### Listed entries

..............................

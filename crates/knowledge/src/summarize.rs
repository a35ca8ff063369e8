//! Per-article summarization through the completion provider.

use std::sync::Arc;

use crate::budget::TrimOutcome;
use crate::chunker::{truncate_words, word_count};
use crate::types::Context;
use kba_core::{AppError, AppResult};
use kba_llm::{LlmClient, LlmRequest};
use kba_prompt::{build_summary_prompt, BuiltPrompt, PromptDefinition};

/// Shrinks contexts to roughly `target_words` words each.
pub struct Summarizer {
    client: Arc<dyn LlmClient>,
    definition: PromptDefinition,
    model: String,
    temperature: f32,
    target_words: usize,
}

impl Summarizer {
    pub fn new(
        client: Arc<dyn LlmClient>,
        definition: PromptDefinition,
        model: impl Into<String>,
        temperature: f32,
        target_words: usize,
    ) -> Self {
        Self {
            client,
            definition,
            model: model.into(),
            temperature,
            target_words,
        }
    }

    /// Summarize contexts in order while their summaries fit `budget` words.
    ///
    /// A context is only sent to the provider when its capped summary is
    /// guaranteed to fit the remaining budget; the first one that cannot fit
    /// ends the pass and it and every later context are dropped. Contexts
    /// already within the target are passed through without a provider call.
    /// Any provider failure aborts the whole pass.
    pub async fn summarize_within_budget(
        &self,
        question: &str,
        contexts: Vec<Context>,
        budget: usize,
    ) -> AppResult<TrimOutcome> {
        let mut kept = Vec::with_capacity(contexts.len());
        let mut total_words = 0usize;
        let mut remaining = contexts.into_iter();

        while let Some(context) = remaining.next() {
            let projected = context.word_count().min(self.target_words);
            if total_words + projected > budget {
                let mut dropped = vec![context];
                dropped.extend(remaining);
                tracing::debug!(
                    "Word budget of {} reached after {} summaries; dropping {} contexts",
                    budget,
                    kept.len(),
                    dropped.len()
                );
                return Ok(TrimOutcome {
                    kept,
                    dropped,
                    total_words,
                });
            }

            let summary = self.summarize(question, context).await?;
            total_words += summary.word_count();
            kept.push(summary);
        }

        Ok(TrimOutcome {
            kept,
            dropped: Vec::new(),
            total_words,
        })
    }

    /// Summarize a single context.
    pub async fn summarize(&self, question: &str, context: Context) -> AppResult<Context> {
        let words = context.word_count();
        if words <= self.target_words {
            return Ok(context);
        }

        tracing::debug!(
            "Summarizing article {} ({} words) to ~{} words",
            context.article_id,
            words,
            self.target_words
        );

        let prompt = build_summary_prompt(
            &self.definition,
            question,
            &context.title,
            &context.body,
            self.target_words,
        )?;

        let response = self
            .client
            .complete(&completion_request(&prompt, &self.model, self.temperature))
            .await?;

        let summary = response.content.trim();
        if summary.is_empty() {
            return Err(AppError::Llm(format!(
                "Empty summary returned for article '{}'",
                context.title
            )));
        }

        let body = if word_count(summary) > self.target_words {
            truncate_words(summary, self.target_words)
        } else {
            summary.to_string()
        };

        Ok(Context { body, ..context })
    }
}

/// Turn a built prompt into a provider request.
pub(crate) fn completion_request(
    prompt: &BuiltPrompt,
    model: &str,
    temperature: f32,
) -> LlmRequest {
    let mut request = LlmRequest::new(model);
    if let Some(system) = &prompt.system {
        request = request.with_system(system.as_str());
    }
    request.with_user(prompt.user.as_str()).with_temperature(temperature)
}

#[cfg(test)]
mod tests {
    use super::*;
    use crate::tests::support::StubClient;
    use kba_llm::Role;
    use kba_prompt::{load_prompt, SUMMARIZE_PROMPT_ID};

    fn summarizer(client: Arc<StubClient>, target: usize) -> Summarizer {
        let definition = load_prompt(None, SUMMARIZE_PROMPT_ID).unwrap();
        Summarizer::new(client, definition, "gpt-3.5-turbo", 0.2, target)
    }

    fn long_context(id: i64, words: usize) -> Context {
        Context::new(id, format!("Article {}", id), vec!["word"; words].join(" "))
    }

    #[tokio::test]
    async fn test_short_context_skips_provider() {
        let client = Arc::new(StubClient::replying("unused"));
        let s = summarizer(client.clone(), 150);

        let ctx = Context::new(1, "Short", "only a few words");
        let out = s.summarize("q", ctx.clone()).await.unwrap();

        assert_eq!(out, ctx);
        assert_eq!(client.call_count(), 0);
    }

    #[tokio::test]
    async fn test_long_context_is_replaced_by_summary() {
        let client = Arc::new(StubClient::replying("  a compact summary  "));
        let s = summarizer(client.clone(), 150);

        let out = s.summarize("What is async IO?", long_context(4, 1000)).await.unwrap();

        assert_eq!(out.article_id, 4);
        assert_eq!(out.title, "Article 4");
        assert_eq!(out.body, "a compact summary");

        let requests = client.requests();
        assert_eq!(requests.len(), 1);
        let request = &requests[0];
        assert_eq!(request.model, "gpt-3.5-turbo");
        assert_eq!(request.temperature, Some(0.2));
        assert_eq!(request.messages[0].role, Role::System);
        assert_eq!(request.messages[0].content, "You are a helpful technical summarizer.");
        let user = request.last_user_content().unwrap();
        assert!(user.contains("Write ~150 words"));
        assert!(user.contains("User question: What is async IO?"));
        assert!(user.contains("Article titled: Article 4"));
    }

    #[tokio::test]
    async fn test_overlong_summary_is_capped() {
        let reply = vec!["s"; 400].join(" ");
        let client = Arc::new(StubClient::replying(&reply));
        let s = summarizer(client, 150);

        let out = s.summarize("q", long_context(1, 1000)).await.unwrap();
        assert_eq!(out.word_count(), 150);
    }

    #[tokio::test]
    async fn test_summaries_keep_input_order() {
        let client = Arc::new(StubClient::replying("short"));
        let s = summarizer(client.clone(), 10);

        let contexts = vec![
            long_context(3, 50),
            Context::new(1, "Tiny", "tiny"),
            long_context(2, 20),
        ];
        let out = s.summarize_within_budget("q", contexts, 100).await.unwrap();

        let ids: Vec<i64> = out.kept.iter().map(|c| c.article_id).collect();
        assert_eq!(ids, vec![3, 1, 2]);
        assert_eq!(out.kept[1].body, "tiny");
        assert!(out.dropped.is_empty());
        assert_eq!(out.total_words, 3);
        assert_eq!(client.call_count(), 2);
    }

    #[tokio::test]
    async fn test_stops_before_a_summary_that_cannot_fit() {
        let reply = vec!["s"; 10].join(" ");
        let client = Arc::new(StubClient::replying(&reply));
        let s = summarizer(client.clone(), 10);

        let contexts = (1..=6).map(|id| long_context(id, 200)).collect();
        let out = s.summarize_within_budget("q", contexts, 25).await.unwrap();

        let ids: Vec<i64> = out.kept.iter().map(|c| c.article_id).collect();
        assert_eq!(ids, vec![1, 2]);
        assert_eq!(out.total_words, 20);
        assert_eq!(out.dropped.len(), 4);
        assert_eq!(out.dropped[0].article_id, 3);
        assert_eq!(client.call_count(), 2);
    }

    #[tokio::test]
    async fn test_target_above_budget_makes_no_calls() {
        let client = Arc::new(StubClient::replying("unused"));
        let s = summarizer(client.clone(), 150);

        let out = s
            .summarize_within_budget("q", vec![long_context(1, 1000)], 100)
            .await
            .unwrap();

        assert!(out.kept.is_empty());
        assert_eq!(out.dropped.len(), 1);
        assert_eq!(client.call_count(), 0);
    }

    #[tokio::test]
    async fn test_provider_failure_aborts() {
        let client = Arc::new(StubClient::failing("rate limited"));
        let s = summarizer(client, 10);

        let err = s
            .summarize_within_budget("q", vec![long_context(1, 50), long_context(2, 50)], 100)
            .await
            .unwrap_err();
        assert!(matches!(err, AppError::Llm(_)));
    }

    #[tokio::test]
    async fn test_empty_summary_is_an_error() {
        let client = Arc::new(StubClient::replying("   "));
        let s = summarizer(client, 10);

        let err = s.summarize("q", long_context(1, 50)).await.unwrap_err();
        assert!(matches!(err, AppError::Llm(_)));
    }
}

..............................

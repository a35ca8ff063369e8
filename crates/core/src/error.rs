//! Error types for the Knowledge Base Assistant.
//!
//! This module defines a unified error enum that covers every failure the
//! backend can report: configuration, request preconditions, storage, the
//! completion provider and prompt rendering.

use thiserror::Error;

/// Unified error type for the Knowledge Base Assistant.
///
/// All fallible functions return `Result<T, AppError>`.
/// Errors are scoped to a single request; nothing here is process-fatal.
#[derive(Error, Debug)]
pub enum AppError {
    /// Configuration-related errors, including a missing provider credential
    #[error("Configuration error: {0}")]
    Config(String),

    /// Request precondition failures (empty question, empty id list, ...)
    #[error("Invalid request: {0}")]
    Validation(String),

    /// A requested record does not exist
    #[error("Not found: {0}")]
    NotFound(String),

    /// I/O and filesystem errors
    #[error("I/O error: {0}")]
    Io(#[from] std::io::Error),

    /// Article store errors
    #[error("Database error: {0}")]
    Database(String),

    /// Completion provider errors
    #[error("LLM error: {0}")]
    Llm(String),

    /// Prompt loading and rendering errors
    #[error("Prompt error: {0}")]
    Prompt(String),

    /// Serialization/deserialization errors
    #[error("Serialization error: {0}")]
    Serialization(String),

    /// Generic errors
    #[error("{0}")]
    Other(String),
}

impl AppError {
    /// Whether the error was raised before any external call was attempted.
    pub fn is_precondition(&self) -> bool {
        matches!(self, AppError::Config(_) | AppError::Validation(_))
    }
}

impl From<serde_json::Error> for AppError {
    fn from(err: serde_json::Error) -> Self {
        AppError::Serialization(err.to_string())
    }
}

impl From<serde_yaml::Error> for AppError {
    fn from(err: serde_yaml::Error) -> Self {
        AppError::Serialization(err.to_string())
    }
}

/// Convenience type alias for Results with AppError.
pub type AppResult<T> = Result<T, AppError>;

..............................

### Task details
Anywhere the listing shows the word "body", copy the full line.

### Output below
            &context.body,
        let body = if word_count(summary) > self.target_words {
        Ok(Context { body, ..context })
        assert_eq!(out.body, "a compact summary");
        assert_eq!(out.kept[1].body, "tiny");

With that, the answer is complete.